E2 Elimination Reactions

  • Page ID
    1187
  • \( \newcommand{\vecs}[1]{\overset { \scriptstyle \rightharpoonup} {\mathbf{#1}} } \) \( \newcommand{\vecd}[1]{\overset{-\!-\!\rightharpoonup}{\vphantom{a}\smash {#1}}} \)\(\newcommand{\id}{\mathrm{id}}\) \( \newcommand{\Span}{\mathrm{span}}\) \( \newcommand{\kernel}{\mathrm{null}\,}\) \( \newcommand{\range}{\mathrm{range}\,}\) \( \newcommand{\RealPart}{\mathrm{Re}}\) \( \newcommand{\ImaginaryPart}{\mathrm{Im}}\) \( \newcommand{\Argument}{\mathrm{Arg}}\) \( \newcommand{\norm}[1]{\| #1 \|}\) \( \newcommand{\inner}[2]{\langle #1, #2 \rangle}\) \( \newcommand{\Span}{\mathrm{span}}\) \(\newcommand{\id}{\mathrm{id}}\) \( \newcommand{\Span}{\mathrm{span}}\) \( \newcommand{\kernel}{\mathrm{null}\,}\) \( \newcommand{\range}{\mathrm{range}\,}\) \( \newcommand{\RealPart}{\mathrm{Re}}\) \( \newcommand{\ImaginaryPart}{\mathrm{Im}}\) \( \newcommand{\Argument}{\mathrm{Arg}}\) \( \newcommand{\norm}[1]{\| #1 \|}\) \( \newcommand{\inner}[2]{\langle #1, #2 \rangle}\) \( \newcommand{\Span}{\mathrm{span}}\)\(\newcommand{\AA}{\unicode[.8,0]{x212B}}\)

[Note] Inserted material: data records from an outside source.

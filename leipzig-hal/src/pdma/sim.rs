//! Simulated PDMA channel for unit tests.
extern crate std;

use std::{
    boxed::Box,
    cell::{Cell, RefCell},
    rc::Rc,
    vec::Vec,
};

use core::ptr::NonNull;

use embedded_hal::delay::DelayNs;
use leipzig::pdma::{PerCtrl, RingEvent, RingReadCtrl};

use super::{
    ChannelId, Direction,
    descr::Descriptor,
    mem::{AllocError, DescriptorRegion, DmaMemory},
    pads::PadMuxRegister,
    regs::{ChannelReg, ChannelRegisters, ControllerReg},
};

pub const SIM_VERSION: u32 = 0x2015_0914;
pub const SIM_RING_BUS_ADDR: u32 = 0x3F00_0000;

#[derive(Debug, Copy, Clone, PartialEq, Eq)]
pub enum SimEvent {
    Write(ChannelReg, u32),
    WriteController(ControllerReg, u32),
    Alloc(usize),
    Free(usize),
    Sync,
}

pub type SimLog = Rc<RefCell<Vec<SimEvent>>>;

pub fn new_log() -> SimLog {
    Rc::new(RefCell::new(Vec::new()))
}

/// Interrupt status bit positions of a channel direction.
#[derive(Debug, Copy, Clone)]
struct IntrBits {
    reset: u32,
    section: u32,
    bus_error: u32,
}

impl IntrBits {
    const fn for_direction(direction: Direction) -> Self {
        match direction {
            Direction::Rx => Self {
                reset: 1 << 1,
                section: 1 << 3,
                bus_error: 1 << 5,
            },
            Direction::Tx => Self {
                reset: 1 << 0,
                section: 1 << 1,
                bus_error: 1 << 3,
            },
        }
    }
}

/// Register level model of one channel.
///
/// A pulse with [RingEvent::Fire] latches the ring and moves the read pointer to the start, a
/// pulse with [RingEvent::Update] consumes everything up to the write pointer and raises the
/// section complete interrupt.
pub struct SimChannel {
    pub id: ChannelId,
    regs: [u32; 11],
    controller: [u32; 4],
    pub respond_to_reset: bool,
    pub complete_on_update: bool,
    pub bus_error_on_update: bool,
    /// An update pulse only raises a bus error and consumes nothing.
    pub abort_on_update: bool,
    /// Number of state reads which still report a busy handshake.
    pub handshake_busy_reads: u32,
    pub read_ptr: u32,
    pub read_wrap: bool,
    pub resets: u32,
    pub update_pulses: u32,
    pub fire_pulses: u32,
    log: SimLog,
}

impl SimChannel {
    pub fn new(id: ChannelId, log: SimLog) -> Self {
        let mut controller = [0; 4];
        controller[ControllerReg::Version.offset() / 4] = SIM_VERSION;
        Self {
            id,
            regs: [0; 11],
            controller,
            respond_to_reset: true,
            complete_on_update: true,
            bus_error_on_update: false,
            abort_on_update: false,
            handshake_busy_reads: 0,
            read_ptr: 0,
            read_wrap: false,
            resets: 0,
            update_pulses: 0,
            fire_pulses: 0,
            log,
        }
    }

    fn bits(&self) -> IntrBits {
        IntrBits::for_direction(self.id.direction())
    }

    #[inline]
    pub fn reg(&self, reg: ChannelReg) -> u32 {
        self.regs[reg.offset() / 4]
    }

    #[inline]
    fn reg_mut(&mut self, reg: ChannelReg) -> &mut u32 {
        &mut self.regs[reg.offset() / 4]
    }

    #[inline]
    pub fn controller_reg(&self, reg: ControllerReg) -> u32 {
        self.controller[reg.offset() / 4]
    }

    pub fn per_ctrl(&self) -> PerCtrl {
        PerCtrl::new_with_raw_value(self.reg(ChannelReg::PerCtrl))
    }

    pub fn ring_ctrl(&self) -> RingReadCtrl {
        RingReadCtrl::new_with_raw_value(self.reg(ChannelReg::RingCtrl))
    }

    pub fn intr(&self) -> u32 {
        self.reg(ChannelReg::Intr)
    }

    pub fn section_pending(&self) -> bool {
        self.intr() & self.bits().section != 0
    }

    /// Raise interrupt status bits as the hardware would.
    pub fn raise_section_complete(&mut self, bus_error: bool) {
        let bits = self.bits();
        *self.reg_mut(ChannelReg::Intr) |= bits.section;
        if bus_error {
            *self.reg_mut(ChannelReg::Intr) |= bits.bus_error;
        }
    }

    pub fn raise_bus_error(&mut self) {
        let bus_error = self.bits().bus_error;
        *self.reg_mut(ChannelReg::Intr) |= bus_error;
    }

    fn state(&mut self) -> u32 {
        let busy = if self.handshake_busy_reads > 0 {
            self.handshake_busy_reads -= 1;
            true
        } else {
            false
        };
        let idle = !busy;
        (self.read_ptr << 18)
            | ((self.read_wrap as u32) << 17)
            | (self.read_ptr << 3)
            | ((self.read_wrap as u32) << 2)
            | ((busy as u32) << 1)
            | idle as u32
    }

    fn pulse(&mut self) {
        let ctrl = self.ring_ctrl();
        match ctrl.event_select() {
            RingEvent::Fire => {
                self.fire_pulses += 1;
                self.read_ptr = 0;
                self.read_wrap = false;
            }
            RingEvent::Update => {
                self.update_pulses += 1;
                if self.abort_on_update {
                    self.raise_bus_error();
                } else if self.complete_on_update {
                    self.read_ptr = ctrl.write_ptr().value() as u32;
                    self.read_wrap = ctrl.wrap();
                    let bus_error = self.bus_error_on_update;
                    self.raise_section_complete(bus_error);
                }
            }
        }
    }
}

impl ChannelRegisters for SimChannel {
    fn read(&mut self, reg: ChannelReg) -> u32 {
        match reg {
            ChannelReg::State => self.state(),
            ChannelReg::RingEvent | ChannelReg::ResetCtrl => 0,
            _ => self.reg(reg),
        }
    }

    fn write(&mut self, reg: ChannelReg, value: u32) {
        self.log.borrow_mut().push(SimEvent::Write(reg, value));
        match reg {
            ChannelReg::Intr => *self.reg_mut(reg) &= !value,
            ChannelReg::ResetCtrl => {
                if value & 1 != 0 {
                    self.resets += 1;
                    self.read_ptr = 0;
                    self.read_wrap = false;
                    *self.reg_mut(ChannelReg::ByteCount) = 0;
                    if self.respond_to_reset {
                        let reset = self.bits().reset;
                        *self.reg_mut(ChannelReg::Intr) |= reset;
                    }
                }
            }
            ChannelReg::RingEvent => {
                if value & 1 != 0 {
                    self.pulse();
                }
            }
            ChannelReg::State | ChannelReg::ByteCount => (),
            _ => *self.reg_mut(reg) = value,
        }
    }

    fn read_controller(&mut self, reg: ControllerReg) -> u32 {
        self.controller_reg(reg)
    }

    fn write_controller(&mut self, reg: ControllerReg, value: u32) {
        self.log
            .borrow_mut()
            .push(SimEvent::WriteController(reg, value));
        match reg {
            ControllerReg::Ctrl0 | ControllerReg::Ctrl1 => self.controller[reg.offset() / 4] = value,
            ControllerReg::Version | ControllerReg::Interrupt => (),
        }
    }
}

/// Delay provider which only accumulates the requested time. Clones share the elapsed time.
#[derive(Debug, Default, Clone)]
pub struct MockDelay {
    elapsed_ns: Rc<Cell<u64>>,
}

impl MockDelay {
    pub fn elapsed_us(&self) -> u64 {
        self.elapsed_ns.get() / 1000
    }
}

impl DelayNs for MockDelay {
    fn delay_ns(&mut self, ns: u32) {
        self.elapsed_ns.set(self.elapsed_ns.get() + ns as u64);
    }
}

/// Heap backed descriptor memory with failure injection.
pub struct SimMemory {
    pub fail_allocations: bool,
    log: SimLog,
}

impl SimMemory {
    pub fn new(log: SimLog) -> Self {
        Self {
            fail_allocations: false,
            log,
        }
    }
}

fn leak_descriptors(slots: usize) -> NonNull<Descriptor> {
    let descriptors: Box<[Descriptor]> = (0..slots).map(|_| Descriptor::new()).collect();
    NonNull::from(Box::leak(descriptors)).cast::<Descriptor>()
}

unsafe impl DmaMemory for SimMemory {
    fn allocate(&mut self, slots: usize) -> Result<DescriptorRegion, AllocError> {
        if self.fail_allocations {
            return Err(AllocError::OutOfMemory(slots));
        }
        self.log.borrow_mut().push(SimEvent::Alloc(slots));
        // Stale content to check that rings are cleared.
        let ptr = leak_descriptors(slots);
        let region = unsafe { DescriptorRegion::new(ptr, slots, SIM_RING_BUS_ADDR) };
        for descr in region.as_slice() {
            descr.set_addr(0xDEAD_BEEF);
        }
        Ok(region)
    }

    fn free(&mut self, region: DescriptorRegion) {
        self.log.borrow_mut().push(SimEvent::Free(region.len()));
        let slice = core::ptr::slice_from_raw_parts_mut(region.as_ptr() as *mut Descriptor, region.len());
        drop(unsafe { Box::from_raw(slice) });
    }

    fn sync_for_device(&mut self, _region: &DescriptorRegion) {
        self.log.borrow_mut().push(SimEvent::Sync);
    }
}

/// Standalone region for ring level tests. The memory is leaked.
pub fn test_region(slots: usize) -> DescriptorRegion {
    let ptr = leak_descriptors(slots);
    unsafe { DescriptorRegion::new(ptr, slots, SIM_RING_BUS_ADDR) }
}

/// Pad multiplexer register model.
#[derive(Debug, Default)]
pub struct SimPadMux {
    pub value: u32,
    pub writes: u32,
}

impl PadMuxRegister for SimPadMux {
    fn read(&mut self) -> u32 {
        self.value
    }

    fn write(&mut self, value: u32) {
        self.writes += 1;
        self.value = value;
    }
}
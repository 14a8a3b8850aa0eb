//! Routing of shared peripheral pads to the PDMA handshake lines.
//!
//! SSIC2 and SSIC3 share channel pair 2, UART2, UART3 and UART4 share channel pair 6. The pad
//! multiplexer of the secure system controller selects which device is connected.
use leipzig::sysc::{MmioSecureSysc, PadMux, SecureSysc};

use super::DeviceType;

/// Bits to clear and set in the pad multiplexer register.
#[derive(Debug, Copy, Clone, PartialEq, Eq)]
pub struct PadMuxUpdate {
    pub clear: u32,
    pub set: u32,
}

impl PadMuxUpdate {
    /// Required pad multiplexer change for a device, or [None] if the device has dedicated
    /// pads.
    pub fn for_device(device: DeviceType) -> Option<Self> {
        let ssic = PadMux::new_with_raw_value(0)
            .with_ssic_select_lo(true)
            .with_ssic_select_hi(true)
            .raw_value();
        let uart_a = PadMux::new_with_raw_value(0)
            .with_uart_select_a_lo(true)
            .with_uart_select_a_hi(true)
            .raw_value();
        let uart_b = PadMux::new_with_raw_value(0)
            .with_uart_select_b_lo(true)
            .with_uart_select_b_hi(true)
            .raw_value();
        match device {
            DeviceType::Ssic2 => Some(Self {
                clear: ssic,
                set: 0,
            }),
            DeviceType::Ssic3 => Some(Self {
                clear: 0,
                set: ssic,
            }),
            DeviceType::Uart2 => Some(Self {
                clear: uart_a | uart_b,
                set: 0,
            }),
            DeviceType::Uart3 => Some(Self {
                clear: uart_b,
                set: uart_a,
            }),
            DeviceType::Uart4 => Some(Self {
                clear: 0,
                set: uart_b,
            }),
            _ => None,
        }
    }

    #[inline]
    pub fn apply(&self, value: u32) -> u32 {
        (value & !self.clear) | self.set
    }
}

/// Raw access to the pad multiplexer register.
pub trait PadMuxRegister {
    fn read(&mut self) -> u32;
    fn write(&mut self, value: u32);
}

impl PadMuxRegister for MmioSecureSysc<'static> {
    #[inline]
    fn read(&mut self) -> u32 {
        self.read_pad_mux().raw_value()
    }

    #[inline]
    fn write(&mut self, value: u32) {
        self.write_pad_mux(PadMux::new_with_raw_value(value));
    }
}

/// Route the shared pads to the given device.
///
/// Returns the applied update, or [None] without touching the register for devices with
/// dedicated pads.
pub fn route_pads(pads: &mut impl PadMuxRegister, device: DeviceType) -> Option<PadMuxUpdate> {
    let update = PadMuxUpdate::for_device(device)?;
    // The pad multiplexer register is shared with other pad functions.
    critical_section::with(|_| {
        let value = pads.read();
        pads.write(update.apply(value));
    });
    log::debug!("pdma: routed shared pads to {:?}", device);
    Some(update)
}

/// [route_pads] on the secure system controller at its fixed address.
///
/// # Safety
///
/// The caller must run in a context which is allowed to write the secure system controller.
pub unsafe fn configure_pads(device: DeviceType) -> Option<PadMuxUpdate> {
    let mut sysc = unsafe { SecureSysc::new_mmio_fixed() };
    route_pads(&mut sysc, device)
}

#[cfg(test)]
mod tests {
    use super::*;
    use crate::pdma::sim::SimPadMux;

    #[test]
    fn shared_pad_masks() {
        assert_eq!(
            PadMuxUpdate::for_device(DeviceType::Ssic2),
            Some(PadMuxUpdate {
                clear: 0x11,
                set: 0
            })
        );
        assert_eq!(
            PadMuxUpdate::for_device(DeviceType::Ssic3),
            Some(PadMuxUpdate {
                clear: 0,
                set: 0x11
            })
        );
        assert_eq!(
            PadMuxUpdate::for_device(DeviceType::Uart2),
            Some(PadMuxUpdate {
                clear: 0x3300,
                set: 0
            })
        );
        assert_eq!(
            PadMuxUpdate::for_device(DeviceType::Uart3),
            Some(PadMuxUpdate {
                clear: 0x2200,
                set: 0x1100
            })
        );
        assert_eq!(
            PadMuxUpdate::for_device(DeviceType::Uart4),
            Some(PadMuxUpdate {
                clear: 0,
                set: 0x2200
            })
        );
        for device in [
            DeviceType::Ssic0,
            DeviceType::Ssic1,
            DeviceType::I2ssc,
            DeviceType::Uart0,
            DeviceType::Uart1,
        ] {
            assert_eq!(PadMuxUpdate::for_device(device), None);
        }
    }

    #[test]
    fn route_shared_pads() {
        let mut pads = SimPadMux {
            value: 0x8000_0000,
            writes: 0,
        };
        assert_eq!(
            route_pads(&mut pads, DeviceType::Ssic3),
            PadMuxUpdate::for_device(DeviceType::Ssic3)
        );
        assert_eq!(pads.value, 0x8000_0011);
        route_pads(&mut pads, DeviceType::Ssic2);
        assert_eq!(pads.value, 0x8000_0000);
        assert_eq!(pads.writes, 2);
        assert_eq!(route_pads(&mut pads, DeviceType::I2ssc), None);
        assert_eq!(pads.writes, 2);
    }

    #[test]
    fn apply_keeps_other_bits() {
        let update = PadMuxUpdate::for_device(DeviceType::Uart3).unwrap();
        assert_eq!(update.apply(0xFFFF_0000 | 0x2211), 0xFFFF_0000 | 0x1111);
        let update = PadMuxUpdate::for_device(DeviceType::Uart4).unwrap();
        assert_eq!(update.apply(0x1100), 0x3300);
    }
}
#[cfg(test)]
mod tests {
    use core::{pin::pin, sync::atomic::AtomicU32, task::Waker};

    use super::*;
    use crate::pdma::sim::{SimChannel, new_log};

    fn poll_once<F: Future>(future: Pin<&mut F>) -> Poll<F::Output> {
        let mut cx = Context::from_waker(Waker::noop());
        future.poll(&mut cx)
    }

    #[test]
    fn status_encoding() {
        let status = InterruptResult {
            reset_complete: true,
            section_complete: true,
            bus_error: true,
            ..Default::default()
        };
        assert_eq!(status.to_raw(Direction::Rx), 0b10_1010);
        assert_eq!(status.to_raw(Direction::Tx), 0b1011);
        assert_eq!(InterruptResult::from_raw(Direction::Tx, 0b1011), status);
        let flush = InterruptResult::from_raw(Direction::Rx, 0b1);
        assert!(flush.flush_complete && flush.any());
        assert!(!InterruptResult::from_raw(Direction::Rx, 0).any());
    }

    #[test]
    fn interrupt_clears_status_and_signals() {
        static DISPATCHER: CompletionDispatcher = CompletionDispatcher::new();
        let id = ChannelId::new(3).unwrap();
        let mut sim = SimChannel::new(id, new_log());
        let signals = DISPATCHER.signals(id);

        assert!(!DISPATCHER.on_channel_interrupt(id, &mut sim).any());
        assert_eq!(signals.take_section_done(), None);

        sim.raise_section_complete(false);
        let status = DISPATCHER.on_channel_interrupt(id, &mut sim);
        assert!(status.section_complete);
        assert!(!status.bus_error);
        assert_eq!(sim.intr(), 0);
        assert_eq!(signals.take_section_done(), Some(false));
        assert_eq!(signals.take_section_done(), None);
        // Other channels are untouched.
        assert_eq!(
            DISPATCHER.signals(ChannelId::new(2).unwrap()).take_section_done(),
            None
        );
    }

    #[test]
    fn deferred_callbacks_run_once() {
        static DISPATCHER: CompletionDispatcher = CompletionDispatcher::new();
        static CALLS: AtomicU32 = AtomicU32::new(0);
        static BUS_ERRORS: AtomicU32 = AtomicU32::new(0);

        fn on_complete(id: ChannelId, result: Result<(), PdmaError>) {
            assert_eq!(id.index(), 8);
            CALLS.fetch_add(1, Ordering::SeqCst);
            if result == Err(PdmaError::BusError) {
                BUS_ERRORS.fetch_add(1, Ordering::SeqCst);
            }
        }

        let id = ChannelId::new(8).unwrap();
        let mut sim = SimChannel::new(id, new_log());
        DISPATCHER.set_callback(id, Some(on_complete));
        assert_eq!(DISPATCHER.run_deferred(), 0);

        sim.raise_section_complete(false);
        DISPATCHER.on_channel_interrupt(id, &mut sim);
        assert_eq!(DISPATCHER.run_deferred(), 1);
        assert_eq!(DISPATCHER.run_deferred(), 0);
        assert_eq!(CALLS.load(Ordering::SeqCst), 1);

        sim.raise_section_complete(true);
        DISPATCHER.on_channel_interrupt(id, &mut sim);
        assert_eq!(DISPATCHER.run_deferred(), 1);
        assert_eq!(CALLS.load(Ordering::SeqCst), 2);
        assert_eq!(BUS_ERRORS.load(Ordering::SeqCst), 1);

        // A bus error alone still completes the transfer.
        sim.raise_bus_error();
        DISPATCHER.on_channel_interrupt(id, &mut sim);
        assert_eq!(DISPATCHER.run_deferred(), 1);
        assert_eq!(CALLS.load(Ordering::SeqCst), 3);
        assert_eq!(BUS_ERRORS.load(Ordering::SeqCst), 2);

        // Without callback, pending completions are dropped.
        DISPATCHER.set_callback(id, None);
        sim.raise_section_complete(false);
        DISPATCHER.on_channel_interrupt(id, &mut sim);
        assert_eq!(DISPATCHER.run_deferred(), 0);
        assert_eq!(CALLS.load(Ordering::SeqCst), 3);
    }

    #[test]
    fn run_deferred_is_not_reentrant() {
        static DISPATCHER: CompletionDispatcher = CompletionDispatcher::new();
        static NESTED: AtomicU32 = AtomicU32::new(u32::MAX);

        fn on_complete(_id: ChannelId, _result: Result<(), PdmaError>) {
            NESTED.store(DISPATCHER.run_deferred() as u32, Ordering::SeqCst);
        }

        let id = ChannelId::new(0).unwrap();
        let mut sim = SimChannel::new(id, new_log());
        DISPATCHER.set_callback(id, Some(on_complete));
        sim.raise_section_complete(false);
        DISPATCHER.on_channel_interrupt(id, &mut sim);
        assert_eq!(DISPATCHER.run_deferred(), 1);
        assert_eq!(NESTED.load(Ordering::SeqCst), 0);
    }

    #[test]
    fn completion_future() {
        static DISPATCHER: CompletionDispatcher = CompletionDispatcher::new();
        let id = ChannelId::new(5).unwrap();
        let mut sim = SimChannel::new(id, new_log());

        let mut future = pin!(CompletionFuture::new(DISPATCHER.signals(id)));
        assert_eq!(poll_once(future.as_mut()), Poll::Pending);
        sim.raise_section_complete(true);
        DISPATCHER.on_channel_interrupt(id, &mut sim);
        assert_eq!(poll_once(future.as_mut()), Poll::Ready(true));
    }

    #[test]
    fn bus_error_resolves_future() {
        static DISPATCHER: CompletionDispatcher = CompletionDispatcher::new();
        let id = ChannelId::new(4).unwrap();
        let mut sim = SimChannel::new(id, new_log());

        let mut future = pin!(CompletionFuture::new(DISPATCHER.signals(id)));
        assert_eq!(poll_once(future.as_mut()), Poll::Pending);
        sim.raise_bus_error();
        let status = DISPATCHER.on_channel_interrupt(id, &mut sim);
        assert!(status.bus_error && !status.section_complete);
        assert_eq!(sim.intr(), 0);
        assert_eq!(poll_once(future.as_mut()), Poll::Ready(true));
    }

    #[test]
    fn attached_channels() {
        static DISPATCHER: CompletionDispatcher = CompletionDispatcher::new();
        assert_eq!(DISPATCHER.attached().count(), 0);
        let first = ChannelId::new(1).unwrap();
        let second = ChannelId::new(11).unwrap();
        DISPATCHER.signals(second).attach();
        DISPATCHER.signals(first).attach();
        assert!(DISPATCHER.attached().eq([first, second]));

        // Clearing the signals keeps the channel attached.
        DISPATCHER.signals(first).clear();
        DISPATCHER.signals(second).detach();
        assert!(DISPATCHER.attached().eq([first]));
    }
}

    We have not yet considered the factors that influence elimination reactions, such as example 3 in the group presented at the beginning of this section.

    (3) (CH3)3C-Br + CN(–) → (CH3)2C=CH2 + Br(–) + HCN

    We know that t-butyl bromide is not expected to react by an SN2 mechanism. Furthermore, the ethanol solvent is not sufficiently polar to facilitate an SN1 reaction. The other reactant, cyanide anion, is a good nucleophile; and it is also a decent base, being about ten times weaker than bicarbonate. Consequently, a base-induced elimination seems to be the only plausible reaction remaining for this combination of reactants. To get a clearer picture of the interplay of these factors consider the reaction of a 2º-alkyl halide, isopropyl bromide, with two different nucleophiles.

    subelimx.gif

    In the methanol solvent used here, methanethiolate has greater nucleophilicity than methoxide by a factor of 100. Methoxide, on the other hand is roughly 106 times more basic than methanethiolate. As a result, we see a clear-cut difference in the reaction products, which reflects nucleophilicity (bonding to an electrophilic carbon) versus basicity (bonding to a proton). Kinetic studies of these reactions show that they are both second order (first order in R–Br and first order in Nu:(–)), suggesting a bimolecular mechanism for each. The substitution reaction is clearly SN2. The corresponding designation for the elimination reaction is E2. An energy diagram for the single-step bimolecular E2 mechanism is shown below.

    elimdiag.gif

    We should be aware that the E2 transition state is less well defined than is that of SN2 reactions. More bonds are being broken and formed, with the possibility of a continuum of states in which the extent of C–H and C–X bond-breaking and C=C bond-making varies. For example, if the R–groups on the beta-carbon enhance the acidity of that hydrogen, then substantial breaking of C–H may occur before the other bonds begin to be affected. Similarly, groups that favor ionization of the halogen may generate a transition state with substantial positive charge on the alpha-carbon and only a small degree of C–H breaking. For most simple alkyl halides, however, it is proper to envision a balanced transition state, in which there has been an equal and synchronous change in all the bonds. Such a model helps to explain an important regioselectivity displayed by these elimination reactions.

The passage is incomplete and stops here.